The dark cloak passed into the mist of a roadside steam vent. When Korr burst through the fog, the street beyond was unlit, and unoccupied. Where is he? He could be anywhere! Korr dropped his feet into a solid square stance and swept his arms and fists into a defensive posture, then turned slowly around on his bent knees.
“I see him!” A voice from above shouted. Parith ran along the top of the stone wall to his left. He pointed further up the street as he jumped over a gate. Korr leapt forward into a run, following the gradual turn of the road. He saw the quick motion of a shadowy figure up ahead. Glancing up, he saw Parith nearing their quarry.
The hooded figure glanced around and broke away running, but Parith jumped down from the wall in his path. He stopped and screamed, but it was a high, piercing scream, like a woman’s voice. Korr saw Parith freeze with surprise on the walkway. The figure spun to run away from him, and the hood fell, revealing a light-haired high elven woman with terror in her eyes. Korr scrambled to stop as she held out her hands. “Take what you want, but don’t hurt me, please!”
The wrong cloak
Korr backed away, also showing his hands. “I’m sorry, m’lady, we thought you were a murderer.” Her cloak was also dark, but had bright white trim, and there were white tassels hanging from the end of the hood. Where did we lose him?

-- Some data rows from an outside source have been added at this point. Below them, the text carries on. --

/// Environment-driven configuration for the warchest HUD service.
///
/// Mirrors the environment surface in SPEC_FULL.md §6 and the ambient-config
/// conventions described in §10.3: every override is read once at startup,
/// malformed numeric values fall back to the default (logged as a warning)
/// rather than aborting the process, and argv (`--wallet`, `--hud`) is parsed
/// independently by `cli` since it is a separate surface from the environment.
use std::path::PathBuf;
use std::time::Duration;

use tracing::warn;

/// Default set of USD-pegged mints that sort first in token tables (GLOSSARY: Stable mint).
pub const DEFAULT_STABLE_MINTS: &[&str] = &[
    "EPjFWdd5AufqSSqeM2qN1xzybapC8G4wEGGkZwyTDt1v", // USDC
    "Es9vMFrzaCERmJfrF4H2FYD4KCoNkY11McCe8BenwNYB", // USDT
    "USD1ttGY1N17NEEHLmELoaybftRBUSErhqYiQzvEmuB",  // USD1
];

#[derive(Debug, Clone)]
pub struct Config {
    pub sol_refresh: Duration,
    pub tokens_refresh: Duration,
    pub health_refresh: Duration,
    pub log_refresh_debounce: Duration,
    pub log_level: String,
    pub rpc_http_url: Option<String>,
    pub rpc_ws_url: Option<String>,
    pub data_endpoint: Option<String>,
    pub node_env: Option<String>,
    pub data_dir: PathBuf,
    pub hub_events_log: PathBuf,
    pub stable_mints: Vec<String>,
    pub hud_max_tx: usize,
}

impl Default for Config {
    fn default() -> Self {
        let data_dir = PathBuf::from("data/warchest");
        Self {
            sol_refresh: Duration::from_secs(15),
            tokens_refresh: Duration::from_secs(30),
            health_refresh: Duration::from_secs(5),
            log_refresh_debounce: Duration::from_millis(5),
            log_level: "info".to_string(),
            rpc_http_url: None,
            rpc_ws_url: None,
            data_endpoint: None,
            node_env: None,
            hub_events_log: data_dir.join("hub-events.log"),
            data_dir,
            stable_mints: DEFAULT_STABLE_MINTS.iter().map(|s| s.to_string()).collect(),
            hud_max_tx: 10,
        }
    }
}

impl Config {
    /// Loads configuration from the process environment, falling back to defaults
    /// for anything absent or malformed.
    pub fn load() -> Self {
        let defaults = Self::default();

        let data_dir = std::env::var("WARCHEST_DATA_DIR")
            .map(PathBuf::from)
            .unwrap_or(defaults.data_dir);

        let hub_events_log = std::env::var("WARCHEST_HUB_EVENTS_LOG")
            .map(PathBuf::from)
            .unwrap_or_else(|_| data_dir.join("hub-events.log"));

        let mut stable_mints = defaults.stable_mints.clone();
        if let Ok(extra) = std::env::var("WARCHEST_STABLE_MINTS") {
            for mint in extra.split(',').map(str::trim).filter(|s| !s.is_empty()) {
                stable_mints.push(mint.to_string());
            }
        }

        Self {
            sol_refresh: env_secs("HUD_SOL_REFRESH_SEC", defaults.sol_refresh),
            tokens_refresh: env_secs("HUD_TOKENS_REFRESH_SEC", defaults.tokens_refresh),
            health_refresh: defaults.health_refresh,
            log_refresh_debounce: env_millis(
                "WARCHEST_LOG_REFRESH_DEBOUNCE_MS",
                defaults.log_refresh_debounce,
            ),
            log_level: std::env::var("LOG_LEVEL").unwrap_or(defaults.log_level),
            rpc_http_url: env_url("SOLANATRACKER_RPC_HTTP_URL"),
            rpc_ws_url: env_url("SOLANATRACKER_RPC_WS_URL"),
            data_endpoint: env_url("SOLANATRACKER_DATA_ENDPOINT"),
            node_env: std::env::var("NODE_ENV").ok(),
            hud_max_tx: env_usize("WARCHEST_HUD_MAX_TX", defaults.hud_max_tx),
            data_dir,
            hub_events_log,
            stable_mints,
        }
    }

    pub fn pid_file(&self) -> PathBuf {
        self.data_dir.join("warchest.pid")
    }

    pub fn status_file(&self) -> PathBuf {
        self.data_dir.join("status.json")
    }

    pub fn tx_monitor_request_dir(&self) -> PathBuf {
        self.data_dir.join("tx-monitor-requests")
    }

    pub fn is_stable_mint(&self, mint: &str) -> bool {
        self.stable_mints.iter().any(|m| m == mint)
    }
}

fn env_secs(name: &str, default: Duration) -> Duration {
    match std::env::var(name) {
        Ok(raw) => match raw.parse::<u64>() {
            Ok(secs) => Duration::from_secs(secs),
            Err(_) => {
                warn!(name, raw, "malformed duration override, using default");
                default
            }
        },
        Err(_) => default,
    }
}

fn env_millis(name: &str, default: Duration) -> Duration {
    match std::env::var(name) {
        Ok(raw) => match raw.parse::<u64>() {
            Ok(ms) => Duration::from_millis(ms),
            Err(_) => {
                warn!(name, raw, "malformed duration override, using default");
                default
            }
        },
        Err(_) => default,
    }
}

/// Reads an endpoint override, discarding it if it does not parse as a URL
/// rather than handing a malformed string down to the RPC/HTTP clients.
fn env_url(name: &str) -> Option<String> {
    let raw = std::env::var(name).ok()?;
    match url::Url::parse(&raw) {
        Ok(_) => Some(raw),
        Err(e) => {
            warn!(name, raw, error = %e, "malformed url override, ignoring");
            None
        }
    }
}

fn env_usize(name: &str, default: usize) -> usize {
    match std::env::var(name) {
        Ok(raw) => match raw.parse::<usize>() {
            Ok(n) => n,
            Err(_) => {
                warn!(name, raw, "malformed integer override, using default");
                default
            }
        },
        Err(_) => default,
    }
}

“A murderer!” she shrieked, “You’re the murderers! Help! Help!”
“No, please! Don’t shout! We will leave you be.” He continued to back away.
“Here! Take this!” Parith shouted, tossing a pouch at her. It clinked as she caught it. While she was distracted, Parith dashed across the street, calling, “This way!” Korr followed and they jumped onto the rooftops of the buildings the next city level down the mountainside, leaving the confused elven lady standing and wondering what had just happened.
After a moment, she looked in the pouch and counted the coins.